Now, I'm referring to this article, which I encourage you to read before proceeding:

"The program, which incorporates exercise into students' daily routine, is based on the premise that physical activity helps students improve their concentration and learning skills"

 Really? The 'premise'? This is a new idea?  I think my brain is exploding.

Don't turn kids into a bunch of monkeys on a treadmill like the overstuffed sausages in the corporate gym, getting onto treadmills like lemmings.  Not only will they not care about what they do, they also won't do it well enough to reach this 'prescribed' (baffling we need to prescribe exercise) 60 min a day of moderate to vigorous activity.  I don't know if you've tried reading a book on a treadmill, but you certainly can't do it at a moderate level of activity (however, what passes for moderate, I have no idea...)

If there is no heart to the exercise or sport, there is no purpose and there is no perseverance.  If there are no difficulties or obstacles, there is no satisfaction in overcoming adversity.  Let kids run and chase, be chased, kick a ball, hit something (even another kid if it's in fair play), practice a skill, score a goal, solve problems - be happy.  Get on a treadmill and have this suffice for the alternative?  You're a nutbar if you think that's ok.  

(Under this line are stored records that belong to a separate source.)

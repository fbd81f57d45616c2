/// Shell-style tokenizer for copy-pasted cURL command lines.
///
/// Handles line continuations, single- and double-quoted arguments, and
/// backslash escapes. Quote matching is by kind: a double quote inside a
/// single-quoted payload (and vice versa) is literal, so JSON bodies with
/// internal quotes survive intact.
pub fn tokenize(input: &str) -> Vec<String> {
    let joined = join_continuations(input);

    let mut tokens = Vec::new();
    let mut current = String::new();
    let mut in_token = false;
    let mut chars = joined.chars().peekable();

    while let Some(ch) = chars.next() {
        match ch {
            c if c.is_whitespace() => {
                if in_token {
                    tokens.push(std::mem::take(&mut current));
                    in_token = false;
                }
            }
            '\'' => {
                in_token = true;
                for c in chars.by_ref() {
                    if c == '\'' {
                        break;
                    }
                    current.push(c);
                }
            }
            '"' => {
                in_token = true;
                while let Some(c) = chars.next() {
                    match c {
                        '"' => break,
                        '\\' => match chars.next() {
                            Some(esc @ ('"' | '\\' | '$' | '`')) => current.push(esc),
                            Some(other) => {
                                current.push('\\');
                                current.push(other);
                            }
                            None => current.push('\\'),
                        },
                        _ => current.push(c),
                    }
                }
            }
            '\\' => {
                in_token = true;
                if let Some(next) = chars.next() {
                    current.push(next);
                }
            }
            _ => {
                in_token = true;
                current.push(ch);
            }
        }
    }

    if in_token {
        tokens.push(current);
    }

    tokens
}

/// Remove trailing-backslash line continuations before tokenizing.
fn join_continuations(input: &str) -> String {
    input.replace("\\\r\n", " ").replace("\\\n", " ")
}

#[cfg(test)]
mod tests {
    use super::*;

    #[test]
    fn splits_unquoted_words() {
        assert_eq!(
            tokenize("curl -X POST https://example.com"),
            vec!["curl", "-X", "POST", "https://example.com"]
        );
    }

    #[test]
    fn single_quotes_preserve_double_quotes() {
        let tokens = tokenize(r#"curl -d '{"name":"John"}'"#);
        assert_eq!(tokens, vec!["curl", "-d", r#"{"name":"John"}"#]);
    }

    #[test]
    fn double_quotes_with_escapes() {
        let tokens = tokenize(r#"curl -d "{\"a\": 1}""#);
        assert_eq!(tokens, vec!["curl", "-d", r#"{"a": 1}"#]);
    }

    #[test]
    fn nested_json_with_internal_quotes() {
        let body = r#"{"user":{"name":"J \"Q\" Public","tags":["a","b"]}}"#;
        let tokens = tokenize(&format!("curl -d '{body}'"));
        assert_eq!(tokens[2], body);
    }

    #[test]
    fn line_continuations_joined() {
        let tokens = tokenize("curl \\\n  -H 'A: b' \\\n  https://example.com");
        assert_eq!(tokens, vec!["curl", "-H", "A: b", "https://example.com"]);
    }

    #[test]
    fn quoted_segment_inside_word() {
        assert_eq!(tokenize("curl -XPOST url"), vec!["curl", "-XPOST", "url"]);
        assert_eq!(tokenize("curl -H'A: b'"), vec!["curl", "-HA: b"]);
    }

    #[test]
    fn empty_input() {
        assert!(tokenize("").is_empty());
        assert!(tokenize("   \n  ").is_empty());
    }
}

Dodgeball.  At least let them play dodgeball.  Let them experience that wonderfully satisfying 'swanck' of rubbery pain when they hit someone or get hit.  At least in dodgeball there is the humanity of the 'doctor' to come and rescue you - remember, you wanted to be rescued from peril post 'swanck' - you wanted to get back in the game.  Kids wanted to get back in there and fight.  Emotions will lead kids back to activity.  Even if this game is eerily war-simulated (at least to me, getting hit in the field and having a medic save you...).  The only emotions I ever felt on a treadmill were "Please god let me get off this thing as soon as possible".  And I LOVE exercise - more than most people!

It's depressing.  It's maddening.  So many insults on so many levels.  To children, to teachers, to our environment, to our sense of community and the wealth of sport.  Did you not hear the Queen's speech this year?  Even she addressed the benefit of sport!

Even the section of the article where spending some time on a treadmill makes learning "easier" for this child in the interview.  So if things are easier, that's better?  If you have things handed to you, do you really appreciate them?  In reviews of some of the most successful, intelligent and humanitarian people in our world, they often, maybe even always, come from adverse and difficult times.  Why are we always trying to make everything easier?  The most important things in my life were things I didn't think I could achieve because it was too hard - but I tried anyway.

I think I've made my point.  I don't like to rant and I like to see the positive side of things.  I do fear, however, that with complacency that we will accept ideas like this as great and wonderful.  We know what to do, there is no re-inventing the wheel here.  Get kids moving - but not on a treadmill.  Please.

I feel like Rick Mercer, and this is my rant.